Alex Salmond’s splinter Alba movement, set up to fight the Holyrood election with an urgent call for independence, challenged the SNP in the hope of pushing the cause further.
A freedom of information request to the government confirmed no ministers or civil servants “were working on updating the plan for an independent Scotland”.
Meanwhile, Highland mountaineer and author Cameron McNeish became the latest well-known SNP member to quit in frustration.
He announced his decision at the weekend, highlighting a lack of progress on independence as well as problems with land reform and environment policy. Mr McNeish said he does not intend to join Alba or another party.
On social media, former party colleagues blamed each other in sour exchanges.

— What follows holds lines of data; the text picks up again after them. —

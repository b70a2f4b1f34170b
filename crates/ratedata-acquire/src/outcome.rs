//! Per-bundle outcomes and the run report.

use ratedata_types::BundleKey;
use serde::Serialize;
use std::path::PathBuf;

/// Why a bundle produced no output.
#[derive(Debug, Clone, Copy, PartialEq, Eq, Hash, Serialize)]
#[serde(rename_all = "snake_case")]
pub enum SkipReason {
    /// The bundle does not exist at the source.
    Missing,
    /// The bundle could not be retrieved.
    Transport,
    /// The archive is corrupt or does not hold exactly one file.
    Archive,
    /// The bundle contents could not be parsed.
    Malformed,
    /// Output could not be written.
    Store,
}

impl SkipReason {
    /// All reasons, in reporting order.
    pub const ALL: [Self; 5] = [
        Self::Missing,
        Self::Transport,
        Self::Archive,
        Self::Malformed,
        Self::Store,
    ];

    /// Returns the reason's short name.
    #[must_use]
    pub const fn as_str(&self) -> &'static str {
        match self {
            Self::Missing => "missing",
            Self::Transport => "transport",
            Self::Archive => "archive",
            Self::Malformed => "malformed",
            Self::Store => "store",
        }
    }
}

impl std::fmt::Display for SkipReason {
    fn fmt(&self, f: &mut std::fmt::Formatter<'_>) -> std::fmt::Result {
        f.write_str(self.as_str())
    }
}

/// What happened to one bundle.
#[derive(Debug, Clone, PartialEq, Eq, Serialize)]
#[serde(rename_all = "snake_case", tag = "status")]
pub enum UnitStatus {
    /// The bundle was partitioned and its day files written.
    Written {
        /// Number of day segments.
        segments: usize,
        /// Number of ticks across all segments.
        ticks: usize,
        /// Files written, in date order.
        files: Vec<PathBuf>,
    },
    /// The bundle produced no output.
    Skipped {
        /// Category of the failure.
        reason: SkipReason,
        /// Error message, absent for missing bundles.
        #[serde(skip_serializing_if = "Option::is_none")]
        detail: Option<String>,
    },
}

/// Outcome of one unit of work.
#[derive(Debug, Clone, PartialEq, Eq, Serialize)]
pub struct UnitOutcome {
    /// The bundle.
    pub key: BundleKey,
    /// What happened to it.
    #[serde(flatten)]
    pub status: UnitStatus,
}

impl UnitOutcome {
    /// Creates a written outcome.
    #[must_use]
    pub const fn written(
        key: BundleKey,
        segments: usize,
        ticks: usize,
        files: Vec<PathBuf>,
    ) -> Self {
        Self {
            key,
            status: UnitStatus::Written {
                segments,
                ticks,
                files,
            },
        }
    }

    /// Creates a skipped outcome.
    #[must_use]
    pub const fn skipped(key: BundleKey, reason: SkipReason, detail: Option<String>) -> Self {
        Self {
            key,
            status: UnitStatus::Skipped { reason, detail },
        }
    }

    /// Returns true if the bundle was written.
    #[must_use]
    pub const fn is_written(&self) -> bool {
        matches!(self.status, UnitStatus::Written { .. })
    }

    /// Returns the skip reason, if skipped.
    #[must_use]
    pub const fn skip_reason(&self) -> Option<SkipReason> {
        match &self.status {
            UnitStatus::Skipped { reason, .. } => Some(*reason),
            UnitStatus::Written { .. } => None,
        }
    }
}

impl std::fmt::Display for UnitOutcome {
    fn fmt(&self, f: &mut std::fmt::Formatter<'_>) -> std::fmt::Result {
        match &self.status {
            UnitStatus::Written {
                segments, ticks, ..
            } => write!(f, "{}: {segments} days, {ticks} ticks", self.key),
            UnitStatus::Skipped {
                reason,
                detail: Some(detail),
            } => write!(f, "{}: skipped ({reason}: {detail})", self.key),
            UnitStatus::Skipped {
                reason,
                detail: None,
            } => write!(f, "{}: skipped ({reason})", self.key),
        }
    }
}

/// Outcomes of a run, in plan order.
#[derive(Debug, Clone, Default, PartialEq, Eq, Serialize)]
pub struct RunReport {
    outcomes: Vec<UnitOutcome>,
}

impl RunReport {
    /// Creates an empty report.
    #[must_use]
    pub const fn new() -> Self {
        Self {
            outcomes: Vec::new(),
        }
    }

    /// Appends an outcome.
    pub fn push(&mut self, outcome: UnitOutcome) {
        self.outcomes.push(outcome);
    }

    /// Returns all outcomes.
    #[must_use]
    pub fn outcomes(&self) -> &[UnitOutcome] {
        &self.outcomes
    }

    /// Returns the number of units.
    #[must_use]
    pub const fn len(&self) -> usize {
        self.outcomes.len()
    }

    /// Returns true if no units were processed.
    #[must_use]
    pub const fn is_empty(&self) -> bool {
        self.outcomes.is_empty()
    }

    /// Returns the number of written units.
    #[must_use]
    pub fn written(&self) -> usize {
        self.outcomes.iter().filter(|o| o.is_written()).count()
    }

    /// Returns the number of skipped units.
    #[must_use]
    pub fn skipped(&self) -> usize {
        self.len() - self.written()
    }

    /// Returns the number of units skipped for `reason`.
    #[must_use]
    pub fn skipped_for(&self, reason: SkipReason) -> usize {
        self.outcomes
            .iter()
            .filter(|o| o.skip_reason() == Some(reason))
            .count()
    }

    /// Returns the total number of day files written.
    #[must_use]
    pub fn segments(&self) -> usize {
        self.outcomes
            .iter()
            .map(|o| match &o.status {
                UnitStatus::Written { segments, .. } => *segments,
                UnitStatus::Skipped { .. } => 0,
            })
            .sum()
    }

    /// Returns the total number of ticks written.
    #[must_use]
    pub fn ticks(&self) -> usize {
        self.outcomes
            .iter()
            .map(|o| match &o.status {
                UnitStatus::Written { ticks, .. } => *ticks,
                UnitStatus::Skipped { .. } => 0,
            })
            .sum()
    }

    /// Serializes the report as pretty-printed JSON.
    ///
    /// # Errors
    ///
    /// Returns an error if serialization fails.
    pub fn to_json(&self) -> Result<String, serde_json::Error> {
        serde_json::to_string_pretty(self)
    }
}

impl FromIterator<UnitOutcome> for RunReport {
    fn from_iter<I: IntoIterator<Item = UnitOutcome>>(iter: I) -> Self {
        Self {
            outcomes: iter.into_iter().collect(),
        }
    }
}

Perth and North Perthshire MP Pete Wishart said Alba “detests” the SNP as “traitors and sell-outs”.
On his social media Twitter account he added: “There’s just hatred there.”
He hit out at “Alba menaces” but claimed his experience against unionists in Labour during the 2014 referendum was worse.
Chris McEleny, a councillor who left to join Alba before the election, rejected claims his new party “hates” the SNP.
He responded: “Some of my best friends are in the SNP, I just really dislike the devolutionist stance of the party.”
Mr McNeish claimed: “Wish our independence politicians would grow up and stop behaving like spoiled children with their talk of ‘hate’ and division. We pay them a lot of money to get the job done.
“Time they acted like adults and just get on with it. Should be fighting the Tories, not each other.”
The Scottish Parliament election in May had been dominated by arguments about independence being either a distraction or vital part of the recovery from the Covid pandemic.
Unionists wanted the SNP to avoid using civil service time on a second referendum, but Alba said they should have been doing more.
Nicola Sturgeon promised not to focus on the constitutional question in the early part of this new parliamentary term.
‘Priority is the pandemic’
A freedom of information request revealed on Monday no work had been undertaken since the pandemic hit in March 2020 – apart from the promised draft referendum bill this March.
The response stated: “As of July 3, 2021, no ministers or civil servants in the Scottish Government were working on updating the plan for an independent Scotland from 2014.”
Further decisions on progress will be for Scottish government ministers to take.
Mr McEleny, who is now Alba general secretary, said: “These are not the actions of a Government that are pursuing Scotland’s independence as it should be, with democratic determination.”
The Scottish Government said: “Our priority has been and remains tackling the pandemic.
“When the public health crisis has passed, people in Scotland have the right to determine their own future through a referendum, as was voted for in the recent Scottish Parliament election.”